Aaron Beisel, of Fargo, Okl., says he likes pasturing his cattle on native grasses but that at prices of up to $20 a pound for seed, he had trouble justifying the cost.
His harvester is a big rotating nylon brush mounted on his front end loader. At 1,000 rpm, the brush creates an upward air flow. That suction, combined with the gentle flailing action of the bristles, removes ripe seed from the plants and blows them into a triangular bin behind the brush.
"I wanted something different because grass seed doesn't scoop or auger very well. This does a good job of harvesting and, in my opinion, the seed is cleaner than from a combine or stripper," he says. "Wild grasses ripen unevenly, and only a third will be ripe at any given time. We try to pick the optimum day and make one trip over the field."

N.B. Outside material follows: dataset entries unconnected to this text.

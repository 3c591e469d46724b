//! Terminal UI rendering.
//!
//! All drawing logic lives here, separated from application state ([`App`])
//! and input handling ([`crate::input`]).  Every colour comes from the
//! [`Theme`] the app hands out, so switching themes needs no changes here.
//!
//! ## For contributors
//!
//! * Each screen has one `draw_*` function; [`draw`] picks it and adds the
//!   banner and status bar, which are shared by all screens.
//! * [`ratatui`] is the TUI framework; see its docs for widget details.

use ratatui::{
    layout::{Constraint, Flex, Layout, Rect},
    style::{Modifier, Style},
    text::{Line, Span},
    widgets::{Block, Borders, Clear, List, ListItem, Paragraph, Wrap},
    Frame,
};

use crate::app::{App, LoginField, Screen};
use crate::banner::{Banner, BannerKind};
use crate::feed::Phase;
use crate::theme::Theme;

/// Draw the complete UI for one frame.
///
/// Called once per tick from the main loop.
pub fn draw(app: &mut App, frame: &mut Frame) {
    let theme = app.theme();
    frame.render_widget(Block::default().style(theme.base()), frame.area());

    let banner_height = if app.banner.current().is_some() { 3 } else { 0 };
    let [main_area, banner_area, status_area] = Layout::vertical([
        Constraint::Min(1),
        Constraint::Length(banner_height),
        Constraint::Length(1),
    ])
    .areas(frame.area());

    match app.screen {
        Screen::Login => draw_login(app, &theme, frame, main_area),
        Screen::Products => draw_product_list(app, &theme, frame, main_area),
        Screen::Detail(index) => draw_detail(app, index, &theme, frame, main_area),
    }
    if let Some(banner) = app.banner.current() {
        draw_banner(banner, &theme, frame, banner_area);
    }
    draw_status_bar(app, &theme, frame, status_area);
}

// ---------------------------------------------------------------------------
// Product list
// ---------------------------------------------------------------------------

fn draw_product_list(app: &mut App, theme: &Theme, frame: &mut Frame, area: Rect) {
    let title = format!(" {} · {} ", app.source_name(), app.feed.category());
    let block = Block::default()
        .title(Span::styled(title, theme.title()))
        .borders(Borders::ALL)
        .border_style(theme.muted());

    if app.feed.products().is_empty() {
        let message = if app.feed.is_loading() {
            "Loading products..."
        } else {
            "No products"
        };
        let placeholder = Paragraph::new(Line::from(Span::styled(message, theme.muted())))
            .block(block)
            .centered();
        frame.render_widget(placeholder, area);
        return;
    }

    let footer = match app.feed.phase() {
        Phase::Loading => Some("Loading more…"),
        Phase::Exhausted => Some("No more products"),
        Phase::Idle => None,
    };
    let footer_height = if footer.is_some() { 1 } else { 0 };
    let inner = block.inner(area);
    frame.render_widget(block, area);
    let [list_area, footer_area] =
        Layout::vertical([Constraint::Min(1), Constraint::Length(footer_height)]).areas(inner);

    let currency = app.currency.clone();
    let list_items: Vec<ListItem> = app
        .feed
        .products()
        .iter()
        .map(|product| {
            let line = Line::from(vec![
                Span::styled(
                    format!("{:>12}", product.display_price(&currency)),
                    theme.price(),
                ),
                Span::raw("  "),
                Span::styled(&product.title, Style::default().fg(theme.text)),
                Span::raw("  "),
                Span::styled(
                    product
                        .category
                        .as_deref()
                        .map(|c| format!("[{c}]"))
                        .unwrap_or_default(),
                    theme.muted(),
                ),
            ]);
            ListItem::new(line)
        })
        .collect();

    let list = List::new(list_items)
        .highlight_style(theme.highlight())
        .highlight_symbol("▸ ");
    frame.render_stateful_widget(list, list_area, &mut app.list_state);

    if let Some(footer) = footer {
        let footer = Paragraph::new(Span::styled(footer, theme.muted())).centered();
        frame.render_widget(footer, footer_area);
    }
}

// ---------------------------------------------------------------------------
// Detail
// ---------------------------------------------------------------------------

fn draw_detail(app: &App, index: usize, theme: &Theme, frame: &mut Frame, area: Rect) {
    let block = Block::default()
        .title(Span::styled(" Product Detail ", theme.title()))
        .borders(Borders::ALL)
        .border_style(theme.muted());

    let Some(product) = app.feed.products().get(index) else {
        frame.render_widget(Paragraph::new("Product no longer available").block(block), area);
        return;
    };

    let mut lines = vec![
        Line::from(Span::styled(
            product.title.as_str(),
            Style::default().fg(theme.text).add_modifier(Modifier::BOLD),
        )),
        Line::from(Span::styled(product.display_price(&app.currency), theme.price())),
    ];
    if let Some(category) = &product.category {
        lines.push(Line::from(Span::styled(format!("Category: {category}"), theme.muted())));
    }
    lines.push(Line::default());
    lines.push(Line::from(product.description.as_str()));
    lines.push(Line::default());
    lines.push(Line::from(vec![
        Span::styled("Image: ", theme.muted()),
        Span::raw(product.thumbnail.as_str()),
    ]));

    let detail = Paragraph::new(lines).block(block).wrap(Wrap { trim: true });
    frame.render_widget(detail, area);
}

// ---------------------------------------------------------------------------
// Login
// ---------------------------------------------------------------------------

fn draw_login(app: &App, theme: &Theme, frame: &mut Frame, area: Rect) {
    let [form_area] = Layout::horizontal([Constraint::Max(56)])
        .flex(Flex::Center)
        .areas(area);
    let [form_area] = Layout::vertical([Constraint::Length(11)])
        .flex(Flex::Center)
        .areas(form_area);

    let block = Block::default()
        .title(Span::styled(" Sign in ", theme.title()))
        .borders(Borders::ALL)
        .border_style(theme.muted());
    let inner = block.inner(form_area);
    frame.render_widget(Clear, form_area);
    frame.render_widget(block, form_area);

    let login = &app.login;
    let password = if login.show_password {
        login.password.clone()
    } else {
        "•".repeat(login.password.chars().count())
    };
    let field = |label: &'static str, value: String, focused: bool| {
        let marker = if focused { "▸ " } else { "  " };
        let style = if focused {
            theme.title()
        } else {
            Style::default().fg(theme.text)
        };
        Line::from(vec![
            Span::styled(marker, style),
            Span::styled(format!("{label:<10}"), theme.muted()),
            Span::styled(value, style),
        ])
    };

    let mut lines = vec![
        field("Email", login.email.clone(), login.focus == LoginField::Email),
        field("Password", password, login.focus == LoginField::Password),
        Line::default(),
    ];
    if login.pending {
        lines.push(Line::from(Span::styled("Signing in…", theme.muted())));
    } else if let Some(error) = &login.error {
        lines.push(Line::from(Span::styled(error.as_str(), error_style(theme))));
    } else {
        lines.push(Line::default());
    }
    lines.push(Line::default());
    lines.push(Line::from(Span::styled(
        "Enter: sign in  Ctrl-g: Google  Tab: next field",
        theme.muted(),
    )));
    lines.push(Line::from(Span::styled(
        "Ctrl-s: show/hide password  Esc: quit",
        theme.muted(),
    )));

    frame.render_widget(Paragraph::new(lines), inner);
}

// ---------------------------------------------------------------------------
// Shared
// ---------------------------------------------------------------------------

fn error_style(theme: &Theme) -> Style {
    Style::default()
        .fg(ratatui::style::Color::Red)
        .bg(theme.background)
}

fn draw_banner(banner: &Banner, theme: &Theme, frame: &mut Frame, area: Rect) {
    let accent = match banner.kind {
        BannerKind::Success => theme.price(),
        BannerKind::Error => error_style(theme),
        BannerKind::Info => theme.title(),
    };
    let mut spans = vec![Span::styled(banner.message.as_str(), accent.add_modifier(Modifier::BOLD))];
    if let Some((title, price)) = &banner.product {
        spans.push(Span::raw("  "));
        spans.push(Span::styled(title.as_str(), Style::default().fg(theme.text)));
        spans.push(Span::raw("  "));
        spans.push(Span::styled(price.as_str(), theme.price()));
    }

    let widget = Paragraph::new(Line::from(spans)).block(
        Block::default()
            .borders(Borders::ALL)
            .border_style(accent)
            .title(Span::styled(" x: dismiss ", theme.muted())),
    );
    frame.render_widget(widget, area);
}

/// Render the bottom status bar.
fn draw_status_bar(app: &App, theme: &Theme, frame: &mut Frame, area: Rect) {
    let help = match app.screen {
        Screen::Login => "",
        Screen::Products => {
            "  q: quit  ↑/↓: scroll  Enter: open  r: refresh  c: category  t: theme"
        }
        Screen::Detail(_) => "  Esc: back  t: theme  q: quit",
    };
    let user = app
        .session
        .as_ref()
        .map(|s| format!("  {}", s.email))
        .unwrap_or_default();

    let status = Paragraph::new(Line::from(vec![
        Span::raw(" "),
        Span::styled(&app.status, Style::default().fg(theme.primary)),
        Span::raw("  "),
        Span::styled(
            format!("{} products", app.feed.products().len()),
            theme.price(),
        ),
        Span::styled(user, theme.muted()),
        Span::styled(help, theme.muted()),
    ]));
    frame.render_widget(status, area);
}

// ---------------------------------------------------------------------------
// Tests
// ---------------------------------------------------------------------------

Beisel notes that while a crop like Old World bluestem may produce 300 lb. of seed per acre, the going average is generally less than 50 lbs. He says his harvester will harvest at least half of the crop.
He has made two prototypes with 7 and 9-ft. heads and expects production units to have a price tag of $4,000 to $5,000.   
For more information, contact: FARM SHOW Followup, Aaron's Engineering, Rt. 1, Fargo, Okla. 73840 (ph 405 698-2613).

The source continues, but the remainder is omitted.